À la fin de l’année dernière, Google annonçait que son moteur de machine learning TensorFlow devenait open source. Certaines parties du code restent propriétaires, notamment celles permettant de distribuer les calculs sur plusieurs machines, mais TensorFlow est néanmoins pleinement utilisable en l’état.

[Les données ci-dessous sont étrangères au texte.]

// Copyright (c) 2025 Erick Bourgeois, firestoned
// SPDX-License-Identifier: MIT

//! Translation between query labels and service coordinates.
//!
//! A name template such as `${service}.${namespace}.${zone}` assigns a meaning to
//! each label position of a query name. Given the labels left of the zone,
//! a [`SegmentTranslator`] recovers the namespace, service name and record type,
//! and can render those coordinates back into a record name.
//!
//! ```rust
//! use kubedns::template::{NameTemplate, SegmentTranslator};
//!
//! let template = NameTemplate::default();
//! let segments = vec!["web".to_string(), "prod".to_string()];
//!
//! assert_eq!(template.segments_to_service_name(&segments), "web");
//! assert_eq!(template.segments_to_namespace(&segments), "prod");
//! assert_eq!(
//!     template.names_to_record_name("web", "", "prod", "cluster.local."),
//!     "web.prod.cluster.local."
//! );
//! ```

use crate::constants::DEFAULT_NAME_TEMPLATE;
use crate::dns_errors::ConfigError;
use std::fmt;
use std::str::FromStr;

/// Pure mapping between label segments and `{namespace, service, type}`.
///
/// Every method returns an empty string when the value cannot be decoded.
pub trait SegmentTranslator: Send + Sync {
    /// Namespace encoded in `segments` (labels left of the zone, leftmost first).
    fn segments_to_namespace(&self, segments: &[String]) -> String;

    /// Service name encoded in `segments`.
    fn segments_to_service_name(&self, segments: &[String]) -> String;

    /// Record type encoded in `segments`.
    fn segments_to_type(&self, segments: &[String]) -> String;

    /// Render a fully-qualified record name.
    fn names_to_record_name(
        &self,
        service: &str,
        record_type: &str,
        namespace: &str,
        zone: &str,
    ) -> String;
}

#[derive(Debug, Clone, Copy, PartialEq, Eq)]
enum Symbol {
    Service,
    Namespace,
    Type,
    Zone,
}

impl Symbol {
    fn parse(element: &str) -> Option<Self> {
        match element {
            "${service}" => Some(Self::Service),
            "${namespace}" => Some(Self::Namespace),
            "${type}" => Some(Self::Type),
            "${zone}" => Some(Self::Zone),
            _ => None,
        }
    }
}

/// Template-driven [`SegmentTranslator`].
#[derive(Debug, Clone, PartialEq, Eq)]
pub struct NameTemplate {
    template: String,
    symbols: Vec<Symbol>,
}

impl Default for NameTemplate {
    fn default() -> Self {
        Self {
            template: DEFAULT_NAME_TEMPLATE.to_string(),
            symbols: vec![Symbol::Service, Symbol::Namespace, Symbol::Zone],
        }
    }
}

impl NameTemplate {
    /// Parse a template made of `.`-separated symbols.
    ///
    /// # Errors
    ///
    /// Returns [`ConfigError::InvalidTemplate`] if an element is not a known
    /// symbol, a symbol repeats, `${service}` or `${namespace}` is missing, or
    /// `${zone}` is not the last element.
    pub fn parse(template: &str) -> Result<Self, ConfigError> {
        let invalid = |reason: String| ConfigError::InvalidTemplate {
            template: template.to_string(),
            reason,
        };

        let mut symbols = Vec::new();
        for element in template.split('.') {
            let symbol = Symbol::parse(element)
                .ok_or_else(|| invalid(format!("unknown symbol '{element}'")))?;
            if symbols.contains(&symbol) {
                return Err(invalid(format!("symbol '{element}' appears more than once")));
            }
            symbols.push(symbol);
        }

        if symbols.last() != Some(&Symbol::Zone) {
            return Err(invalid("'${zone}' must be the last element".to_string()));
        }
        for (required, name) in [
            (Symbol::Service, "${service}"),
            (Symbol::Namespace, "${namespace}"),
        ] {
            if !symbols.contains(&required) {
                return Err(invalid(format!("missing required symbol '{name}'")));
            }
        }

        Ok(Self {
            template: template.to_string(),
            symbols,
        })
    }

    /// The template string this translator was built from.
    #[must_use]
    pub fn as_str(&self) -> &str {
        &self.template
    }

    fn segment(&self, symbol: Symbol, segments: &[String]) -> String {
        self.symbols
            .iter()
            .position(|s| *s == symbol)
            .and_then(|index| segments.get(index))
            .cloned()
            .unwrap_or_default()
    }
}

impl FromStr for NameTemplate {
    type Err = ConfigError;

    fn from_str(s: &str) -> Result<Self, Self::Err> {
        Self::parse(s)
    }
}

impl fmt::Display for NameTemplate {
    fn fmt(&self, f: &mut fmt::Formatter<'_>) -> fmt::Result {
        f.write_str(&self.template)
    }
}

impl SegmentTranslator for NameTemplate {
    fn segments_to_namespace(&self, segments: &[String]) -> String {
        self.segment(Symbol::Namespace, segments)
    }

    fn segments_to_service_name(&self, segments: &[String]) -> String {
        self.segment(Symbol::Service, segments)
    }

    fn segments_to_type(&self, segments: &[String]) -> String {
        self.segment(Symbol::Type, segments)
    }

    fn names_to_record_name(
        &self,
        service: &str,
        record_type: &str,
        namespace: &str,
        zone: &str,
    ) -> String {
        let labels: Vec<&str> = self
            .symbols
            .iter()
            .map(|symbol| match symbol {
                Symbol::Service => service,
                Symbol::Namespace => namespace,
                Symbol::Type => record_type,
                Symbol::Zone => zone.trim_end_matches('.'),
            })
            .filter(|label| !label.is_empty())
            .collect();

        format!("{}.", labels.join("."))
    }
}

#[cfg(test)]
#[path = "template_tests.rs"]
mod template_tests;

Niveau technique, TensorFlow représente les flux de données sous forme de graphes, où les nœuds et les arrêtes représentent respectivement des opérations et des tenseurs (i.e. des tableaux multidimensionnels). Ces graphes sont des représentations complètes des calculs qui sont ensuite exécutés sur le CPU ou le GPU. Ces calculs sont optimisés en C++ mais une API permet d’utiliser TensorFlow via Python.
Des données …
D’un point de vue général, cette initiative de Google montre que la vraie valeur vient des données, pas des logiciels, ni des algorithmes. Les données restent propriétaires, les logiciels deviennent libres. Il s’agit ici d’une tendance de fond dans l’industrie et Google n’est pas seul dans la course aux données. Le rachat récent de The Weather Channel par IBM pour alimenter Watson en données nouvelles en est la preuve.
… et des hommes
Mais pourquoi des entreprises comme Google ou Facebook rendent-elles leurs modèles open source ? Certains pensent qu’il s’agit d’un héritage d’une pratique courante chez les universitaires (et ce sont souvent eux qui sont embauchés dans les départements data science de ces grands groupes). D’autres évoquent le fait que les logiciels open source voient leur développement accéléré grâce à la création d’une communauté. Mais le but inavoué est peut-être finalement d’attirer des nouveaux talents, l’autre nerf de la guerre après les données.